» **Work item**
Set down the data that follows again, exactly as written.

Start of Data for review

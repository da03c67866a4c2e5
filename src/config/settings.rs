// Configuration structs

use serde::{Deserialize, Serialize};
use std::fmt;

use crate::compare::CompareConfig;

/// Top-level configuration, as read from config.toml
#[derive(Debug, Clone, Default, Deserialize, Serialize)]
#[serde(default)]
pub struct Config {
    /// Semantic oracle provider settings
    pub oracle: OracleSettings,

    /// Comparison behaviour (oracle toggle, timeout, prompt excerpt size)
    pub compare: CompareConfig,

    /// HTTP server settings
    pub server: ServerConfig,
}

/// Which external model to ask, and how
#[derive(Clone, Deserialize, Serialize)]
#[serde(default)]
pub struct OracleSettings {
    /// Provider type: "gemini", "claude" or "openai"
    pub provider: String,

    /// API key; without one the oracle is simply not configured
    pub api_key: Option<String>,

    /// Model override (provider default when unset)
    pub model: Option<String>,

    /// API root override (proxies, compatible servers, tests)
    pub base_url: Option<String>,

    /// Transport-level HTTP timeout in milliseconds
    pub request_timeout_ms: u64,

    /// Output budget for providers that require one
    pub max_tokens: u32,
}

impl Default for OracleSettings {
    fn default() -> Self {
        Self {
            provider: "gemini".to_string(),
            api_key: None,
            model: None,
            base_url: None,
            request_timeout_ms: 30_000,
            max_tokens: 1024,
        }
    }
}

impl OracleSettings {
    /// True when an API key is present
    pub fn is_configured(&self) -> bool {
        self.api_key.as_deref().is_some_and(|key| !key.trim().is_empty())
    }

    /// Environment variable holding this provider's API key
    pub fn api_key_env_var(&self) -> Option<&'static str> {
        match self.provider.as_str() {
            "gemini" => Some("GEMINI_API_KEY"),
            "claude" => Some("ANTHROPIC_API_KEY"),
            "openai" => Some("OPENAI_API_KEY"),
            _ => None,
        }
    }
}

// Keeps API keys out of logs
impl fmt::Debug for OracleSettings {
    fn fmt(&self, f: &mut fmt::Formatter<'_>) -> fmt::Result {
        f.debug_struct("OracleSettings")
            .field("provider", &self.provider)
            .field("api_key", &self.api_key.as_ref().map(|_| "<redacted>"))
            .field("model", &self.model)
            .field("base_url", &self.base_url)
            .field("request_timeout_ms", &self.request_timeout_ms)
            .field("max_tokens", &self.max_tokens)
            .finish()
    }
}

/// Configuration for the HTTP server
#[derive(Debug, Clone, Deserialize, Serialize)]
#[serde(default)]
pub struct ServerConfig {
    /// Bind address (e.g., "127.0.0.1:5000")
    pub bind_address: String,
}

impl Default for ServerConfig {
    fn default() -> Self {
        Self {
            bind_address: "127.0.0.1:5000".to_string(),
        }
    }
}
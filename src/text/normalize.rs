// Text normalizer
//
// Every metric asks for the cleaned form it needs: character-level metrics
// want the text nearly verbatim, word-level metrics want lowercase tokens.

use std::collections::HashSet;

/// Which cleaned form a metric needs
#[derive(Debug, Clone, Copy, PartialEq, Eq)]
pub enum NormalizationMode {
    /// Trim surrounding whitespace, keep everything else (case included)
    Character,
    /// Lowercase, strip punctuation, split on whitespace runs
    Word,
}

/// Cleaned view of a raw text
#[derive(Debug, Clone, PartialEq, Eq)]
pub enum CleanedText {
    Characters(String),
    Words(Vec<String>),
}

impl CleanedText {
    /// True when nothing survived normalization
    pub fn is_empty(&self) -> bool {
        match self {
            CleanedText::Characters(text) => text.is_empty(),
            CleanedText::Words(words) => words.is_empty(),
        }
    }
}

/// Normalize raw text for the requested mode
///
/// Empty and whitespace-only input produce an empty result, never an error.
pub fn normalize(raw: &str, mode: NormalizationMode) -> CleanedText {
    match mode {
        NormalizationMode::Character => CleanedText::Characters(raw.trim().to_string()),
        NormalizationMode::Word => CleanedText::Words(tokenize(raw)),
    }
}

/// Lowercase word tokens with punctuation removed
fn tokenize(raw: &str) -> Vec<String> {
    let stripped: String = raw
        .to_lowercase()
        .chars()
        .filter(|c| c.is_alphanumeric() || c.is_whitespace())
        .collect();

    stripped
        .split_whitespace()
        .filter(|w| !w.is_empty())
        .map(String::from)
        .collect()
}

/// Unique characters of the character-mode text
pub fn char_set(raw: &str) -> HashSet<char> {
    raw.trim().chars().collect()
}

/// Unique word-mode tokens
pub fn word_set(raw: &str) -> HashSet<String> {
    tokenize(raw).into_iter().collect()
}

End of Data for review

» **Response for this exercise**
repository da03c67866a4c2e5
filename src/config/settings.rs
// Configuration structs

use serde::{Deserialize, Serialize};
use std::fmt;

use crate::compare::CompareConfig;

/// Top-level configuration, as read from config.toml
#[derive(Debug, Clone, Default, Deserialize, Serialize)]
#[serde(default)]
pub struct Config {
    /// Semantic oracle provider settings
    pub oracle: OracleSettings,

    /// Comparison behaviour (oracle toggle, timeout, prompt excerpt size)
    pub compare: CompareConfig,

    /// HTTP server settings
    pub server: ServerConfig,
}

/// Which external model to ask, and how
#[derive(Clone, Deserialize, Serialize)]
#[serde(default)]
pub struct OracleSettings {
    /// Provider type: "gemini", "claude" or "openai"
    pub provider: String,

    /// API key; without one the oracle is simply not configured
    pub api_key: Option<String>,

    /// Model override (provider default when unset)
    pub model: Option<String>,

    /// API root override (proxies, compatible servers, tests)
    pub base_url: Option<String>,

    /// Transport-level HTTP timeout in milliseconds
    pub request_timeout_ms: u64,

    /// Output budget for providers that require one
    pub max_tokens: u32,
}

impl Default for OracleSettings {
    fn default() -> Self {
        Self {
            provider: "gemini".to_string(),
            api_key: None,
            model: None,
            base_url: None,
            request_timeout_ms: 30_000,
            max_tokens: 1024,
        }
    }
}

impl OracleSettings {
    /// True when an API key is present
    pub fn is_configured(&self) -> bool {
        self.api_key.as_deref().is_some_and(|key| !key.trim().is_empty())
    }

    /// Environment variable holding this provider's API key
    pub fn api_key_env_var(&self) -> Option<&'static str> {
        match self.provider.as_str() {
            "gemini" => Some("GEMINI_API_KEY"),
            "claude" => Some("ANTHROPIC_API_KEY"),
            "openai" => Some("OPENAI_API_KEY"),
            _ => None,
        }
    }
}

// Keeps API keys out of logs
impl fmt::Debug for OracleSettings {
    fn fmt(&self, f: &mut fmt::Formatter<'_>) -> fmt::Result {
        f.debug_struct("OracleSettings")
            .field("provider", &self.provider)
            .field("api_key", &self.api_key.as_ref().map(|_| "<redacted>"))
            .field("model", &self.model)
            .field("base_url", &self.base_url)
            .field("request_timeout_ms", &self.request_timeout_ms)
            .field("max_tokens", &self.max_tokens)
            .finish()
    }
}

/// Configuration for the HTTP server
#[derive(Debug, Clone, Deserialize, Serialize)]
#[serde(default)]
pub struct ServerConfig {
    /// Bind address (e.g., "127.0.0.1:5000")
    pub bind_address: String,
}

impl Default for ServerConfig {
    fn default() -> Self {
        Self {
            bind_address: "127.0.0.1:5000".to_string(),
        }
    }
}
filename src/text/normalize.rs
// Text normalizer
//
// Every metric asks for the cleaned form it needs: character-level metrics
// want the text nearly verbatim, word-level metrics want lowercase tokens.

use std::collections::HashSet;

/// Which cleaned form a metric needs
#[derive(Debug, Clone, Copy, PartialEq, Eq)]
pub enum NormalizationMode {
    /// Trim surrounding whitespace, keep everything else (case included)
    Character,
    /// Lowercase, strip punctuation, split on whitespace runs
    Word,
}

/// Cleaned view of a raw text
#[derive(Debug, Clone, PartialEq, Eq)]
pub enum CleanedText {
    Characters(String),
    Words(Vec<String>),
}

impl CleanedText {
    /// True when nothing survived normalization
    pub fn is_empty(&self) -> bool {
        match self {
            CleanedText::Characters(text) => text.is_empty(),
            CleanedText::Words(words) => words.is_empty(),
        }
    }
}

/// Normalize raw text for the requested mode
///
/// Empty and whitespace-only input produce an empty result, never an error.
pub fn normalize(raw: &str, mode: NormalizationMode) -> CleanedText {
    match mode {
        NormalizationMode::Character => CleanedText::Characters(raw.trim().to_string()),
        NormalizationMode::Word => CleanedText::Words(tokenize(raw)),
    }
}

/// Lowercase word tokens with punctuation removed
fn tokenize(raw: &str) -> Vec<String> {
    let stripped: String = raw
        .to_lowercase()
        .chars()
        .filter(|c| c.is_alphanumeric() || c.is_whitespace())
        .collect();

    stripped
        .split_whitespace()
        .filter(|w| !w.is_empty())
        .map(String::from)
        .collect()
}

/// Unique characters of the character-mode text
pub fn char_set(raw: &str) -> HashSet<char> {
    raw.trim().chars().collect()
}

/// Unique word-mode tokens
pub fn word_set(raw: &str) -> HashSet<String> {
    tokenize(raw).into_iter().collect()
}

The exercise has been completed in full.